Both parties issued motions, the plaintiff seeking judgment in default of defence and the defendant seeking to dismiss the plaintiff’s proceedings for disclosing no reasonable cause of action and/or being bound to fail pursuant to inter alia Order 19, rule 28 of the Rules of the Superior Courts 1986 (RSC).

The High Court

Ms Justice Bolger outlined the history of Order 19, rule 28 and its amendment in 2023 by S.I. 456/2023, finding: “Prior to the 2023 amendment, the rule was focused on the pleadings, but the court could consider the underlying merits of a claim pursuant to its inherent jurisdiction. The amendments combine the previous jurisdiction with some adaptation.”

In particular, the judge considered that the amendments did not serve, and were not intended to serve, to “significantly dilute the previous jurisdiction”, including the principle enunciated by the Supreme Court in Keohane v. Hynes [2014] IESC 66 that an application to dismiss as being bound to fail “is not a means for inviting the court to resolve issues on a summary basis… that the jurisdiction is to be sparingly exercised… rather than where the plaintiff’s case is very weak or where it is sought to have an early determination on some point of fact or law”.
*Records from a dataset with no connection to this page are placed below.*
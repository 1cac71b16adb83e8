//! Node identifiers
//!
//! A node is identified by a 32-byte value derived from its public key.
//! Identifiers travel in frame headers in abbreviated form, so the
//! addressing layer views them as a sequence of 64 nibbles; the nibble
//! ordering here determines abbreviation semantics on the wire and must be
//! preserved bit-for-bit.
//!
//! Two byte ranges are reserved:
//!
//! - A wire-valid identifier never starts with 0x00-0x0F; those values are
//!   wire-format codes.
//! - Identifiers whose first 24 bytes are all ones are link-local broadcast
//!   framing; the trailing 8 bytes carry the broadcast packet identifier.

use std::fmt::{self, Debug, Display};
use std::str::FromStr;

use serde::{Deserialize, Serialize};

use crate::error::IdentityError;

/// Length of a node identifier in bytes.
pub const NODE_ID_LEN: usize = 32;

/// Leading all-ones bytes that mark an identifier as broadcast framing.
pub const BROADCAST_PREFIX_LEN: usize = 24;

/// A 32-byte node identifier
#[derive(Clone, Copy, PartialEq, Eq, PartialOrd, Ord, Hash, Serialize, Deserialize)]
#[serde(try_from = "String", into = "String")]
pub struct NodeId([u8; NODE_ID_LEN]);

impl NodeId {
    /// Create a node ID from raw bytes
    pub fn new(bytes: [u8; NODE_ID_LEN]) -> Self {
        Self(bytes)
    }

    /// Create a node ID from a slice (must be exactly 32 bytes)
    pub fn from_slice(slice: &[u8]) -> Result<Self, IdentityError> {
        if slice.len() != NODE_ID_LEN {
            return Err(IdentityError::InvalidLength {
                expected: NODE_ID_LEN,
                actual: slice.len(),
            });
        }
        let mut bytes = [0u8; NODE_ID_LEN];
        bytes.copy_from_slice(slice);
        Ok(Self(bytes))
    }

    /// Get the underlying bytes
    pub fn as_bytes(&self) -> &[u8; NODE_ID_LEN] {
        &self.0
    }

    /// Nibble at position `pos` (0..64): the high nibble of byte `pos / 2`
    /// when `pos` is even, the low nibble otherwise.
    pub fn nibble(&self, pos: usize) -> u8 {
        nibble_at(&self.0, pos)
    }

    /// Whether this identifier may appear unabbreviated on the wire.
    ///
    /// First bytes 0x00-0x0F are wire-format codes and never start a real
    /// identifier.
    pub fn is_wire_valid(&self) -> bool {
        self.0[0] >= 0x10
    }

    /// Whether this identifier is link-local broadcast framing (first 24
    /// bytes all ones).
    pub fn is_broadcast(&self) -> bool {
        self.0[..BROADCAST_PREFIX_LEN].iter().all(|&b| b == 0xFF)
    }

    /// Short display form (first 8 hex chars, for logging)
    pub fn short(&self) -> String {
        hex::encode(&self.0[..4])
    }
}

impl Display for NodeId {
    fn fmt(&self, f: &mut fmt::Formatter<'_>) -> fmt::Result {
        write!(f, "{}", hex::encode(self.0))
    }
}

impl Debug for NodeId {
    fn fmt(&self, f: &mut fmt::Formatter<'_>) -> fmt::Result {
        write!(f, "NodeId({})", self.short())
    }
}

impl FromStr for NodeId {
    type Err = IdentityError;

    fn from_str(s: &str) -> Result<Self, Self::Err> {
        let bytes = hex::decode(s).map_err(|_| IdentityError::InvalidHex(s.to_string()))?;
        Self::from_slice(&bytes)
    }
}

impl TryFrom<String> for NodeId {
    type Error = IdentityError;

    fn try_from(s: String) -> Result<Self, Self::Error> {
        s.parse()
    }
}

impl From<NodeId> for String {
    fn from(id: NodeId) -> String {
        id.to_string()
    }
}

/// Nibble at position `pos` of a byte slice, in wire order: high nibble of
/// byte `pos / 2` when `pos` is even, low nibble otherwise.
pub fn nibble_at(bytes: &[u8], pos: usize) -> u8 {
    let byte = bytes[pos >> 1];
    if pos & 1 == 0 {
        byte >> 4
    } else {
        byte & 0xF
    }
}
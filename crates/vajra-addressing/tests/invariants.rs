//! Structural invariants of the directory and the codec
//!
//! Exercised over batches of seeded pseudo-random identifiers rather than
//! hand-picked cases, so the trie's split and abbreviation behaviour is
//! checked against populations with realistic prefix collisions.

use rand::rngs::StdRng;
use rand::{RngCore, SeedableRng};

use vajra_addressing::{BroadcastCache, BroadcastId, DecodedAddress, Directory, FrameContext};
use vajra_core::{FrameBuffer, NodeId, NODE_ID_LEN};

fn random_ids(seed: u64, count: usize) -> Vec<NodeId> {
    let mut rng = StdRng::seed_from_u64(seed);
    let mut ids = Vec::with_capacity(count);
    while ids.len() < count {
        let mut bytes = [0u8; NODE_ID_LEN];
        rng.fill_bytes(&mut bytes);
        // Keep the population wire-valid and duplicate-free
        bytes[0] |= 0x10;
        let id = NodeId::new(bytes);
        if !ids.contains(&id) {
            ids.push(id);
        }
    }
    ids
}

fn shared_nibbles(a: &NodeId, b: &NodeId) -> usize {
    (0..NODE_ID_LEN * 2)
        .take_while(|&i| a.nibble(i) == b.nibble(i))
        .count()
}

#[test]
fn test_inserted_ids_always_resolve_in_full() {
    let ids = random_ids(7, 128);
    let mut dir = Directory::new();

    let handles: Vec<_> = ids
        .iter()
        .map(|id| dir.find_or_insert(id.as_bytes(), true).unwrap())
        .collect();
    assert_eq!(dir.len(), ids.len());

    for (id, handle) in ids.iter().zip(&handles) {
        assert_eq!(dir.find_or_insert(id.as_bytes(), false), Some(*handle));
        assert_eq!(dir.subscriber(*handle).sid, *id);
    }
}

#[test]
fn test_shared_prefixes_are_ambiguous_for_every_pair() {
    let ids = random_ids(11, 96);
    let mut dir = Directory::new();
    for id in &ids {
        dir.find_or_insert(id.as_bytes(), true).unwrap();
    }

    let mut checked = 0;
    for (i, a) in ids.iter().enumerate() {
        for b in &ids[i + 1..] {
            let shared = shared_nibbles(a, b);
            // A lookup that lies entirely within the shared prefix can
            // never resolve; check every whole-byte length inside it
            for bytes in 1..=shared / 2 {
                assert_eq!(
                    dir.find(&a.as_bytes()[..bytes]),
                    None,
                    "prefix of {bytes} bytes shared by two ids resolved"
                );
                checked += 1;
            }
        }
    }
    // 96 ids over 16 first nibbles guarantee plenty of colliding pairs
    assert!(checked > 0);
}

#[test]
fn test_abbreviate_len_is_the_resolution_threshold() {
    let ids = random_ids(13, 96);
    let mut dir = Directory::new();
    let handles: Vec<_> = ids
        .iter()
        .map(|id| dir.find_or_insert(id.as_bytes(), true).unwrap())
        .collect();

    for handle in handles {
        let sub = dir.subscriber(handle);
        let sid = sub.sid;
        let abbrev = sub.abbreviate_len as usize;

        // Any whole-byte prefix covering abbreviate_len nibbles resolves
        let enough = abbrev.div_ceil(2);
        assert_eq!(dir.find(&sid.as_bytes()[..enough]), Some(handle));

        // Any whole-byte prefix strictly inside it does not
        for bytes in 1..enough {
            if bytes * 2 < abbrev {
                assert_eq!(dir.find(&sid.as_bytes()[..bytes]), None);
            }
        }
    }
}

#[test]
fn test_enumeration_is_ordered_and_complete() {
    let mut ids = random_ids(17, 64);
    let mut dir = Directory::new();
    for id in &ids {
        dir.find_or_insert(id.as_bytes(), true).unwrap();
    }

    let mut seen = Vec::new();
    dir.enumerate_from(None, |_, sub| {
        seen.push(sub.sid);
        false
    });

    ids.sort();
    assert_eq!(seen, ids);
}

#[test]
fn test_encode_decode_identity_for_full_addresses() {
    let ids = random_ids(19, 32);
    let mut tx = Directory::new();

    for id in &ids {
        let s = tx.find_or_insert(id.as_bytes(), true).unwrap();
        tx.subscriber_mut(s).send_full = true;

        let mut buf = FrameBuffer::new();
        tx.append_address(None, &mut buf, s).unwrap();
        assert_eq!(buf.len(), 33);

        // A fresh receiver with an empty context learns exactly this id
        let mut rx = Directory::new();
        let mut ctx = FrameContext::new();
        let mut rdr = buf.reader();
        match rx.parse_address(&mut ctx, &mut rdr).unwrap() {
            DecodedAddress::Subscriber(r) => assert_eq!(rx.subscriber(r).sid, *id),
            other => panic!("expected subscriber, got {other:?}"),
        }
    }
}

#[test]
fn test_repeated_subscriber_encodes_as_previous_after_first() {
    let ids = random_ids(23, 8);
    let mut tx = Directory::new();
    let handles: Vec<_> = ids
        .iter()
        .map(|id| tx.find_or_insert(id.as_bytes(), true).unwrap())
        .collect();

    for &handle in &handles {
        let mut ctx = FrameContext::new();
        let mut buf = FrameBuffer::new();

        tx.append_address(Some(&mut ctx), &mut buf, handle).unwrap();
        let first_len = buf.len();
        assert_ne!(buf.as_slice()[0], 0xFE);

        for _ in 0..3 {
            tx.append_address(Some(&mut ctx), &mut buf, handle).unwrap();
        }
        assert_eq!(buf.len(), first_len + 3);
        assert_eq!(&buf.as_slice()[first_len..], &[0xFE, 0xFE, 0xFE]);
    }
}

#[test]
fn test_broadcast_cache_verdicts_over_many_ids() {
    let mut cache = BroadcastCache::new();
    let mut rng = StdRng::seed_from_u64(29);

    for _ in 0..4096 {
        let mut bytes = [0u8; 8];
        rng.fill_bytes(&mut bytes);
        let bpi = BroadcastId::new(bytes);

        // Whatever happened to its slot before, a BPI just observed must
        // read as a duplicate until something evicts it
        cache.drop_check(&bpi);
        assert!(cache.drop_check(&bpi));
        assert!(cache.drop_check(&bpi));
    }
}
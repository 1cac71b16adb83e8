//! Error types shared across the stack

use thiserror::Error;

/// Errors related to node identifiers
#[derive(Debug, Error)]
pub enum IdentityError {
    #[error("Invalid identifier length: expected {expected}, got {actual}")]
    InvalidLength { expected: usize, actual: usize },

    #[error("Invalid hex identifier: {0}")]
    InvalidHex(String),
}

/// Errors raised by the frame buffer primitives
#[derive(Debug, Error)]
pub enum BufferError {
    #[error("Buffer limit exceeded (limit: {limit}, needed: {needed})")]
    Overflow { limit: usize, needed: usize },

    #[error("Buffer underrun (wanted {wanted}, remaining {remaining})")]
    Underrun { wanted: usize, remaining: usize },
}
Ms Justice Bolger recognised that as per previous case law, she was required to accept the facts as asserted in the plaintiff’s claim, noting: “If those facts would have, if proven, given rise to a cause of action, then ‘the proceedings do disclose a potentially valid claim’.” 

The court agreed that the plaintiff’s pleadings around the defective nature of the implant could not be described as “extensive or detailed”, noting that the plaintiff had conceded in her written submissions that all implants carry a risk of rupture.

Nonetheless, the court was not convinced that this detracted from the plaintiff’s case such as to warrant dismissal of her proceedings where she pleaded that the rupture of the implants, having been in place for only three to four years, was in itself a defect.

The court was disinclined to compel replies to particulars or to order the plaintiff to deliver updated pleadings and/or an amended indorsement of claim in light of her contention that she could not, in any event, do this without inspection, expert evidence and possibly discovery.

Ms Justice Bolger emphasised: “I make no finding validating her views in that regard, but simply point to the difficulties for the plaintiff to put her case about what she says were defects in the subject implants any further than she has done to date from her own knowledge and from her medical records about what her surgeon saw when the subject implants were removed.”

Agreeing that the defendant may be entitled to further particulars of the defects alleged, the judge explained that when that entitled arises is a question of “timing and sequencing”, and that point had yet to arise in the proceedings.

The court explained that where at least three of the implants were in the defendant’s possession, the plaintiff had pleaded sufficiently to require the defendant to file its defence. The court was further convinced that the “high bar” required for the court to exercise its jurisdiction to dismiss pursuant to the RSC, “which is to be used sparingly”, had not been reached.

Conclusion

Accordingly, the High Court refused the defendant’s application to dismiss and found that the plaintiff was entitled to require the defendant to file its defence.